--- YOUR INSTRUCTIONS ---
Wherever the word "RequiresApproval" shows up in the data, report the line it sits in.
========
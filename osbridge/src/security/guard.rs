//! Profile-level permission guard: the first stage of the admission
//! pipeline. Matching denies short-circuit before any grant or scanner
//! work happens.

use super::profiles::{PermissionProfile, Policy};
use crate::errors::{BridgeError, BridgeResult};

#[derive(Debug, Clone, Copy, PartialEq, Eq)]
pub enum GuardOutcome {
    Allow,
    /// Allowed, but must pass the approval gate before dispatch.
    RequiresApproval,
}

pub struct PermissionGuard {
    profile: PermissionProfile,
}

impl PermissionGuard {
    pub fn new(profile: PermissionProfile) -> Self {
        Self { profile }
    }

    pub fn profile(&self) -> &PermissionProfile {
        &self.profile
    }

    pub fn check(&self, module: &str, action: &str) -> BridgeResult<GuardOutcome> {
        let (policy, reason) = self.profile.policy_for(module, action);
        match policy {
            Policy::Allow => Ok(GuardOutcome::Allow),
            Policy::Prompt => Ok(GuardOutcome::RequiresApproval),
            Policy::Deny => Err(BridgeError::PermissionDenied {
                module: module.to_string(),
                action: action.to_string(),
                reason: reason
                    .filter(|r| !r.is_empty())
                    .unwrap_or("profile default policy")
                    .to_string(),
            }),
        }
    }
}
========
--- COMPLETED EXERCISE ---
    RequiresApproval,
            Policy::Prompt => Ok(GuardOutcome::RequiresApproval),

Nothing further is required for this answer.